── Material for this exercise ──
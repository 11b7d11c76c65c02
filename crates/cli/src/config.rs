use anyhow::{Context, Result};
use hubble_runtime_config::{
    CONFIG_FILE_NAME, HubbleConfig, apply_env_overrides, apply_fallbacks,
};
use std::path::{Path, PathBuf};

/// Get the config directory path (~/.config/hubble/)
pub fn config_dir() -> Result<PathBuf> {
    let home = std::env::var("HOME")
        .or_else(|_| std::env::var("USERPROFILE"))
        .context("Could not determine home directory")?;
    Ok(PathBuf::from(home).join(".config").join("hubble"))
}

/// Canonical config file path.
pub fn config_path() -> Result<PathBuf> {
    Ok(config_dir()?.join(CONFIG_FILE_NAME))
}

fn read_config_file(path: &Path) -> Result<HubbleConfig> {
    let content = std::fs::read_to_string(path)
        .with_context(|| format!("Failed to read config at {}", path.display()))?;
    let config = toml::from_str::<HubbleConfig>(&content)
        .with_context(|| format!("Failed to parse config at {}", path.display()))?;
    Ok(config)
}

/// Config exactly as stored on disk (defaults when the file is missing).
fn load_stored_config() -> Result<HubbleConfig> {
    let path = config_path()?;
    let mut config = if path.exists() {
        read_config_file(&path)?
    } else {
        HubbleConfig::default()
    };
    apply_fallbacks(&mut config);
    Ok(config)
}

/// Load the effective config: stored values plus environment overrides.
pub fn load_config() -> Result<HubbleConfig> {
    let mut config = load_stored_config()?;
    if apply_env_overrides(&mut config, |key| std::env::var(key).ok()) {
        tracing::debug!(url = %config.service.url, "service url overridden from environment");
    }
    Ok(config)
}

/// Save config to disk (in `hubble.toml`).
pub fn save_config(config: &HubbleConfig) -> Result<()> {
    let dir = config_dir()?;
    std::fs::create_dir_all(&dir)
        .with_context(|| format!("Failed to create config dir at {}", dir.display()))?;

    let content = toml::to_string_pretty(config).context("Failed to serialize config")?;
    let path = config_path()?;
    std::fs::write(&path, content)
        .with_context(|| format!("Failed to write config at {}", path.display()))?;
    Ok(())
}

/// Print current config.
pub fn show_config() -> Result<()> {
    let config = load_config()?;
    let path = config_path()?;
    println!("Config file: {}", path.display());
    println!();
    println!("[service]");
    println!("  url                  = {}", config.service.url);
    println!("  connect_timeout_secs = {}", config.service.connect_timeout_secs);
    println!("  request_timeout_secs = {}", config.service.request_timeout_secs);
    println!();
    println!("[output]");
    println!("  download_dir  = {}", config.output.download_dir);
    println!("  download_name = {}", config.output.download_name);
    Ok(())
}

/// Update config with provided values.
pub fn set_config(server_url: Option<String>, download_dir: Option<String>) -> Result<()> {
    let mut config = load_stored_config()?;

    if let Some(url) = server_url {
        config.service.url = url;
    }
    if let Some(dir) = download_dir {
        config.output.download_dir = dir;
    }

    save_config(&config)?;
    println!("Configuration updated.");
    show_config()?;
    Ok(())
}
───
• What is expected:
Reply with one number: the count of lines in the entries that include the word "Some".

• Answer section:
2